All lines from the one containing "assert_eq!(body.chars().count(), 103);" to the end of the entries below should be output exactly as they appear. No other lines should be output.
*** SUPPLIED RECORDS ***
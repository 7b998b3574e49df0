//! Integration tests for the notifications crate.
//!
//! The full pipeline runs against in-memory repositories and a scripted
//! push client: no store, no provider, no trigger runtime.

use std::sync::Arc;

use tecchat_config::AppConfig;
use tecchat_notifications::push::mock::ScriptedPushClient;
use tecchat_notifications::repositories::memory::{
    InMemoryConversationRepository, InMemoryUserRepository,
};
use tecchat_notifications::{
    AndroidPriority, DirectChat, DispatchService, GroupChat, Message, MessageCreated, MessageKind,
    OnMessageCreated, PushError, PushErrorCode, StoreError, User,
};

struct Fixture {
    users: Arc<InMemoryUserRepository>,
    conversations: Arc<InMemoryConversationRepository>,
    push: Arc<ScriptedPushClient>,
    service: DispatchService,
}

impl Fixture {
    fn new() -> Self {
        let users = Arc::new(InMemoryUserRepository::new());
        let conversations = Arc::new(InMemoryConversationRepository::new());
        let push = Arc::new(ScriptedPushClient::new());
        let service = DispatchService::new(
            &AppConfig::default(),
            users.clone(),
            conversations.clone(),
            push.clone(),
        );
        Self {
            users,
            conversations,
            push,
            service,
        }
    }

    async fn fire(&self, message: Message) {
        self.service
            .on_message_created(MessageCreated::new(message))
            .await;
    }
}

#[tokio::test]
async fn direct_message_notifies_the_other_participant() {
    let fx = Fixture::new();
    fx.users.insert(User::new("user-a", "Alice")).await;
    fx.users
        .insert(User::with_tokens("user-b", "Bob", ["t1", "t2"]))
        .await;
    fx.conversations
        .insert_direct("conv-1", DirectChat::new("user-a", "user-b"))
        .await;

    fx.fire(Message::new("conv-1", "user-a", MessageKind::Text, "hola"))
        .await;

    let sent = fx.push.sent().await;
    assert_eq!(sent.len(), 1);
    assert_eq!(sent[0].tokens, vec!["t1".to_string(), "t2".to_string()]);
    assert_eq!(sent[0].notification.title, "Alice");
    assert_eq!(sent[0].notification.body, "hola");
}

#[tokio::test]
async fn multicast_carries_data_payload_and_android_hints() {
    let fx = Fixture::new();
    fx.users.insert(User::new("user-a", "Alice")).await;
    fx.users
        .insert(User::with_tokens("user-b", "Bob", ["t1"]))
        .await;
    fx.conversations
        .insert_direct("conv-1", DirectChat::new("user-a", "user-b"))
        .await;

    fx.fire(Message::new("conv-1", "user-a", MessageKind::Image, ""))
        .await;

    let sent = fx.push.sent().await;
    assert_eq!(sent.len(), 1);
    let push = &sent[0];

    assert_eq!(push.data.get("conversationId").unwrap(), "conv-1");
    assert_eq!(push.data.get("senderId").unwrap(), "user-a");
    assert_eq!(push.data.get("isGroup").unwrap(), "false");
    assert_eq!(push.data.get("type").unwrap(), "image");
    assert_eq!(
        push.data.get("click_action").unwrap(),
        "FLUTTER_NOTIFICATION_CLICK"
    );

    assert_eq!(push.android.channel_id, "tecchat_messages_channel");
    assert_eq!(push.android.priority, AndroidPriority::High);
    assert!(push.android.default_sound);
    assert!(push.android.default_vibrate_timings);

    assert_eq!(push.notification.body, "📷 Foto");
}

#[tokio::test]
async fn group_message_fans_out_to_every_other_participant() {
    let fx = Fixture::new();
    fx.users.insert(User::new("user-a", "Alice")).await;
    fx.users
        .insert(User::with_tokens("user-b", "Bob", ["t1"]))
        .await;
    fx.users.insert(User::new("user-c", "Carol")).await;
    fx.conversations
        .insert_group(
            "group-1",
            GroupChat::new("Equipo", ["user-a", "user-b", "user-c"]),
        )
        .await;

    fx.fire(Message::new("group-1", "user-a", MessageKind::Text, "hola"))
        .await;

    let sent = fx.push.sent().await;
    assert_eq!(sent.len(), 1);
    // Carol has no tokens and contributes nothing
    assert_eq!(sent[0].tokens, vec!["t1".to_string()]);
    assert_eq!(sent[0].notification.title, "Equipo");
    assert_eq!(sent[0].notification.body, "Alice: hola");
    assert_eq!(sent[0].data.get("isGroup").unwrap(), "true");
}

#[tokio::test]
async fn group_fanout_accumulates_duplicate_tokens() {
    let fx = Fixture::new();
    fx.users.insert(User::new("user-a", "Alice")).await;
    // Two members sharing a device token: both entries survive fanout.
    fx.users
        .insert(User::with_tokens("user-b", "Bob", ["shared"]))
        .await;
    fx.users
        .insert(User::with_tokens("user-c", "Carol", ["shared"]))
        .await;
    fx.conversations
        .insert_group(
            "group-1",
            GroupChat::new("Equipo", ["user-a", "user-b", "user-c"]),
        )
        .await;

    fx.fire(Message::new("group-1", "user-a", MessageKind::Text, "hola"))
        .await;

    let sent = fx.push.sent().await;
    assert_eq!(
        sent[0].tokens,
        vec!["shared".to_string(), "shared".to_string()]
    );
}

#[tokio::test]
async fn group_record_shadows_direct_record_with_same_id() {
    let fx = Fixture::new();
    fx.users.insert(User::new("user-a", "Alice")).await;
    fx.users
        .insert(User::with_tokens("user-b", "Bob", ["t1"]))
        .await;
    fx.conversations
        .insert_direct("conv-1", DirectChat::new("user-a", "user-b"))
        .await;
    fx.conversations
        .insert_group("conv-1", GroupChat::new("Equipo", ["user-a", "user-b"]))
        .await;

    fx.fire(Message::new("conv-1", "user-a", MessageKind::Text, "hola"))
        .await;

    let sent = fx.push.sent().await;
    assert_eq!(sent.len(), 1);
    // Group semantics win: group title, prefixed body.
    assert_eq!(sent[0].notification.title, "Equipo");
    assert_eq!(sent[0].notification.body, "Alice: hola");
    assert_eq!(sent[0].data.get("isGroup").unwrap(), "true");
}

#[tokio::test]
async fn nothing_sent_when_snapshot_is_missing() {
    let fx = Fixture::new();
    fx.service
        .on_message_created(MessageCreated::without_snapshot())
        .await;
    assert!(fx.push.sent().await.is_empty());
}

#[tokio::test]
async fn nothing_sent_when_sender_is_unknown() {
    let fx = Fixture::new();
    fx.users
        .insert(User::with_tokens("user-b", "Bob", ["t1"]))
        .await;
    fx.conversations
        .insert_direct("conv-1", DirectChat::new("user-a", "user-b"))
        .await;

    fx.fire(Message::new("conv-1", "user-a", MessageKind::Text, "hola"))
        .await;

    assert!(fx.push.sent().await.is_empty());
}

#[tokio::test]
async fn nothing_sent_when_conversation_is_unknown() {
    let fx = Fixture::new();
    fx.users.insert(User::new("user-a", "Alice")).await;

    fx.fire(Message::new("conv-missing", "user-a", MessageKind::Text, "hola"))
        .await;

    assert!(fx.push.sent().await.is_empty());
}

#[tokio::test]
async fn nothing_sent_for_degenerate_direct_chat() {
    let fx = Fixture::new();
    fx.users.insert(User::new("user-a", "Alice")).await;
    fx.conversations
        .insert_direct(
            "conv-1",
            DirectChat {
                participant_ids: vec!["user-a".to_string()],
                chat_type: tecchat_notifications::ChatType::Direct,
            },
        )
        .await;

    fx.fire(Message::new("conv-1", "user-a", MessageKind::Text, "hola"))
        .await;

    assert!(fx.push.sent().await.is_empty());
}

#[tokio::test]
async fn nothing_sent_when_recipient_has_no_tokens() {
    let fx = Fixture::new();
    fx.users.insert(User::new("user-a", "Alice")).await;
    fx.users.insert(User::new("user-b", "Bob")).await;
    fx.conversations
        .insert_direct("conv-1", DirectChat::new("user-a", "user-b"))
        .await;

    fx.fire(Message::new("conv-1", "user-a", MessageKind::Text, "hola"))
        .await;

    assert!(fx.push.sent().await.is_empty());
}

#[tokio::test]
async fn dead_tokens_are_pruned_after_dispatch() {
    let fx = Fixture::new();
    fx.users.insert(User::new("user-a", "Alice")).await;
    fx.users
        .insert(User::with_tokens("user-b", "Bob", ["t1", "t2", "t3"]))
        .await;
    fx.conversations
        .insert_direct("conv-1", DirectChat::new("user-a", "user-b"))
        .await;
    fx.push
        .fail_token("t2", PushErrorCode::Unregistered)
        .await;
    fx.push
        .fail_token("t3", PushErrorCode::Other("quota-exceeded".to_string()))
        .await;

    fx.fire(Message::new("conv-1", "user-a", MessageKind::Text, "hola"))
        .await;

    // Only the unregistered token is pruned; the quota failure is merely
    // counted.
    assert_eq!(
        fx.users.tokens_of("user-b").await,
        vec!["t1".to_string(), "t3".to_string()]
    );
}

#[tokio::test]
async fn store_failure_is_swallowed_at_the_trigger_boundary() {
    let fx = Fixture::new();
    fx.users
        .fail_with(StoreError::Unavailable("connection reset".to_string()))
        .await;

    // Must not panic or propagate; the only trace is a log line.
    fx.fire(Message::new("conv-1", "user-a", MessageKind::Text, "hola"))
        .await;

    assert!(fx.push.sent().await.is_empty());
}

#[tokio::test]
async fn push_rejection_is_swallowed_and_leaves_tokens_alone() {
    let fx = Fixture::new();
    fx.users.insert(User::new("user-a", "Alice")).await;
    fx.users
        .insert(User::with_tokens("user-b", "Bob", ["t1"]))
        .await;
    fx.conversations
        .insert_direct("conv-1", DirectChat::new("user-a", "user-b"))
        .await;
    fx.push
        .reject_with(PushError::Unavailable("provider down".to_string()))
        .await;

    fx.fire(Message::new("conv-1", "user-a", MessageKind::Text, "hola"))
        .await;

    // No report means no cleanup; the token list is untouched.
    assert_eq!(fx.users.tokens_of("user-b").await, vec!["t1".to_string()]);
}

#[tokio::test]
async fn long_text_is_truncated_in_the_delivered_body() {
    let fx = Fixture::new();
    fx.users.insert(User::new("user-a", "Alice")).await;
    fx.users
        .insert(User::with_tokens("user-b", "Bob", ["t1"]))
        .await;
    fx.conversations
        .insert_direct("conv-1", DirectChat::new("user-a", "user-b"))
        .await;

    let content = "x".repeat(140);
    fx.fire(Message::new("conv-1", "user-a", MessageKind::Text, content))
        .await;

    let sent = fx.push.sent().await;
    let body = &sent[0].notification.body;
    assert_eq!(body.chars().count(), 103);
    assert!(body.ends_with("..."));
}
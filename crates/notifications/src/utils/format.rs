//! Notification body formatting.

use crate::entities::MessageKind;

/// Longest text preview shown in a notification, in characters.
const TEXT_PREVIEW_LIMIT: usize = 100;

/// Render a message as a notification body line.
///
/// Pure and total: every kind maps to a string, unknown kinds included.
/// Group notifications pass the sender name so the body reads
/// "Name: content"; direct notifications carry the name in the title
/// instead and pass `None`.
pub fn format_content(kind: &MessageKind, content: &str, sender_name: Option<&str>) -> String {
    let prefix = match sender_name {
        Some(name) => format!("{name}: "),
        None => String::new(),
    };

    match kind {
        MessageKind::Text => format!("{prefix}{}", truncate_preview(content)),
        MessageKind::Image => format!("{prefix}📷 Foto"),
        MessageKind::Video => format!("{prefix}🎥 Video"),
        MessageKind::Audio => format!("{prefix}🎵 Audio"),
        MessageKind::Document => format!("{prefix}📄 Documento"),
        MessageKind::Emoji => format!("{prefix}{content}"),
        MessageKind::Other(_) => format!("{prefix}Nuevo mensaje"),
    }
}

fn truncate_preview(content: &str) -> String {
    if content.chars().count() <= TEXT_PREVIEW_LIMIT {
        return content.to_string();
    }
    let mut preview: String = content.chars().take(TEXT_PREVIEW_LIMIT).collect();
    preview.push_str("...");
    preview
}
*** End of SUPPLIED RECORDS ***
▶ RESULT FOR THIS EXERCISE:
    assert_eq!(body.chars().count(), 103);
    assert!(body.ends_with("..."));
}
filename crates/notifications/src/utils/format.rs
//! Notification body formatting.

use crate::entities::MessageKind;

/// Longest text preview shown in a notification, in characters.
const TEXT_PREVIEW_LIMIT: usize = 100;

/// Render a message as a notification body line.
///
/// Pure and total: every kind maps to a string, unknown kinds included.
/// Group notifications pass the sender name so the body reads
/// "Name: content"; direct notifications carry the name in the title
/// instead and pass `None`.
pub fn format_content(kind: &MessageKind, content: &str, sender_name: Option<&str>) -> String {
    let prefix = match sender_name {
        Some(name) => format!("{name}: "),
        None => String::new(),
    };

    match kind {
        MessageKind::Text => format!("{prefix}{}", truncate_preview(content)),
        MessageKind::Image => format!("{prefix}📷 Foto"),
        MessageKind::Video => format!("{prefix}🎥 Video"),
        MessageKind::Audio => format!("{prefix}🎵 Audio"),
        MessageKind::Document => format!("{prefix}📄 Documento"),
        MessageKind::Emoji => format!("{prefix}{content}"),
        MessageKind::Other(_) => format!("{prefix}Nuevo mensaje"),
    }
}

fn truncate_preview(content: &str) -> String {
    if content.chars().count() <= TEXT_PREVIEW_LIMIT {
        return content.to_string();
    }
    let mut preview: String = content.chars().take(TEXT_PREVIEW_LIMIT).collect();
    preview.push_str("...");
    preview
}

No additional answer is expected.